___ DATA RECORDS

//! Log writer module
//!
//! Provides thread-safe log writing to files or stdout/stderr, filtered by
//! the configured level.

use std::fs::{File, OpenOptions};
use std::io::{self, Write};
use std::path::Path;
use std::sync::{Mutex, OnceLock, PoisonError};

use crate::config::LogLevel;

/// Global log writer instance
static LOG_WRITER: OnceLock<LogWriter> = OnceLock::new();

/// Log output target
enum LogTarget {
    /// Write to stdout
    Stdout,
    /// Write to stderr
    Stderr,
    /// Write to file
    File(Mutex<File>),
}

/// Thread-safe log writer
pub struct LogWriter {
    level: LogLevel,
    /// Info and access log target
    access: LogTarget,
    /// Warning and error log target
    error: LogTarget,
}

impl LogWriter {
    /// Create a new log writer with optional file paths
    fn new(
        level: LogLevel,
        access_log_file: Option<&str>,
        error_log_file: Option<&str>,
    ) -> io::Result<Self> {
        let access = match access_log_file {
            Some(path) => LogTarget::File(Mutex::new(open_log_file(path)?)),
            None => LogTarget::Stdout,
        };

        let error = match error_log_file {
            Some(path) => LogTarget::File(Mutex::new(open_log_file(path)?)),
            None => LogTarget::Stderr,
        };

        Ok(Self {
            level,
            access,
            error,
        })
    }

    pub fn enabled(&self, level: LogLevel) -> bool {
        level >= self.level
    }

    /// Write to access log; access lines are not subject to the level filter
    pub fn write_access(&self, message: &str) {
        write_to_target(&self.access, message);
    }

    /// Write debug or info message (to access log target)
    pub fn write_info(&self, level: LogLevel, message: &str) {
        if self.enabled(level) {
            write_to_target(&self.access, message);
        }
    }

    /// Write warning or error message
    pub fn write_error(&self, level: LogLevel, message: &str) {
        if self.enabled(level) {
            write_to_target(&self.error, message);
        }
    }
}

impl Default for LogWriter {
    fn default() -> Self {
        Self {
            level: LogLevel::default(),
            access: LogTarget::Stdout,
            error: LogTarget::Stderr,
        }
    }
}

/// Open or create a log file for appending
fn open_log_file(path: &str) -> io::Result<File> {
    // Create parent directories if they don't exist
    if let Some(parent) = Path::new(path).parent() {
        if !parent.as_os_str().is_empty() {
            std::fs::create_dir_all(parent)?;
        }
    }

    OpenOptions::new().create(true).append(true).open(path)
}

/// Write message to log target
fn write_to_target(target: &LogTarget, message: &str) {
    match target {
        LogTarget::Stdout => println!("{message}"),
        LogTarget::Stderr => eprintln!("{message}"),
        LogTarget::File(file) => {
            let mut f = file.lock().unwrap_or_else(PoisonError::into_inner);
            let _ = writeln!(f, "{message}");
        }
    }
}

/// Initialize the global log writer
///
/// This should be called once at application startup.
/// Returns error if log files cannot be opened or the writer already exists.
pub fn init(
    level: LogLevel,
    access_log_file: Option<&str>,
    error_log_file: Option<&str>,
) -> io::Result<()> {
    let writer = LogWriter::new(level, access_log_file, error_log_file)?;
    LOG_WRITER.set(writer).map_err(|_| {
        io::Error::new(
            io::ErrorKind::AlreadyExists,
            "Log writer already initialized",
        )
    })
}

/// Get the global log writer, falling back to stdout/stderr at info level
/// when `init()` has not been called (tests, early startup)
pub fn get() -> &'static LogWriter {
    LOG_WRITER.get_or_init(LogWriter::default)
}

#[cfg(test)]
mod tests {
    use super::*;

    #[test]
    fn test_level_filter() {
        let writer = LogWriter {
            level: LogLevel::Warn,
            access: LogTarget::Stdout,
            error: LogTarget::Stderr,
        };
        assert!(!writer.enabled(LogLevel::Debug));
        assert!(!writer.enabled(LogLevel::Info));
        assert!(writer.enabled(LogLevel::Warn));
        assert!(writer.enabled(LogLevel::Error));
    }

    #[test]
    fn test_file_target_appends() {
        let dir = tempfile::TempDir::new().unwrap();
        let path = dir.path().join("logs/access.log");
        let path_str = path.to_str().unwrap();

        let writer = LogWriter::new(LogLevel::Debug, Some(path_str), None).unwrap();
        writer.write_access("first");
        writer.write_info(LogLevel::Debug, "second");

        let contents = std::fs::read_to_string(&path).unwrap();
        assert_eq!(contents, "first\nsecond\n");
    }
}
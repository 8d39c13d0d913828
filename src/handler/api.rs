//! Read-only JSON introspection of the caching setup
//!
//! - `GET {prefix}/strategy`: the active strategy and how it is applied
//! - `GET {prefix}/strategies`: every strategy, flagging the active one
//!
//! Other paths under the prefix send nothing and fall through to 404.

use hyper::{Method, StatusCode};
use serde::Serialize;

use crate::config::AppState;
use crate::handler::router::RequestContext;
use crate::handler::slot::{Outcome, ResponseSlot};
use crate::http::{self, FingerprintAlgorithm, ValidationMode};
use crate::logger;
use crate::strategy::{CacheStrategy, Validators};

#[derive(Debug, Serialize)]
struct ActiveStrategy {
    name: &'static str,
    description: &'static str,
    validators: Validators,
    cache_control: Option<String>,
    expires_in: Option<u64>,
    validation: ValidationMode,
    fingerprint: FingerprintAlgorithm,
}

#[derive(Debug, Serialize)]
struct StrategyEntry {
    name: &'static str,
    description: &'static str,
    active: bool,
}

#[derive(Debug, Serialize)]
struct StrategyList {
    active: &'static str,
    strategies: Vec<StrategyEntry>,
}

/// Whether `path` belongs to the API, i.e. equals `prefix` or continues it
/// with a `/`
pub fn is_api_path(path: &str, prefix: &str) -> bool {
    let prefix = prefix.trim_end_matches('/');
    if prefix.is_empty() {
        return false;
    }
    path.strip_prefix(prefix)
        .is_some_and(|rest| rest.is_empty() || rest.starts_with('/'))
}

pub fn handle(ctx: &RequestContext<'_>, state: &AppState, slot: &mut ResponseSlot) {
    if *ctx.method != Method::GET && *ctx.method != Method::HEAD {
        return;
    }

    let prefix = state.config.static_files.api_prefix.trim_end_matches('/');
    let Some(endpoint) = ctx.path.strip_prefix(prefix) else {
        return;
    };

    let response = match endpoint {
        "/strategy" => http::build_json_response(StatusCode::OK, &active_strategy(state)),
        "/strategies" => http::build_json_response(StatusCode::OK, &strategy_list(state.strategy())),
        _ => return,
    };

    if slot.send(response, Outcome::Api).is_err() {
        logger::log_debug(&format!("API response for {} discarded", ctx.path));
    }
}

fn active_strategy(state: &AppState) -> ActiveStrategy {
    let cache = &state.config.cache;
    let strategy = state.strategy();
    let freshness = strategy.freshness(cache);

    ActiveStrategy {
        name: strategy.name(),
        description: strategy.description(),
        validators: strategy.validators(),
        cache_control: freshness.cache_control.map(|cc| cc.to_header_value()),
        expires_in: freshness.expires_in,
        validation: cache.validation,
        fingerprint: cache.fingerprint,
    }
}

fn strategy_list(active: CacheStrategy) -> StrategyList {
    StrategyList {
        active: active.name(),
        strategies: CacheStrategy::ALL
            .into_iter()
            .map(|strategy| StrategyEntry {
                name: strategy.name(),
                description: strategy.description(),
                active: strategy == active,
            })
            .collect(),
    }
}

______

### TASK ITEM
Look above for lines with the word "AppState" and copy them all.

### ANSWER SPACE
use crate::config::AppState;
pub fn handle(ctx: &RequestContext<'_>, state: &AppState, slot: &mut ResponseSlot) {
fn active_strategy(state: &AppState) -> ActiveStrategy {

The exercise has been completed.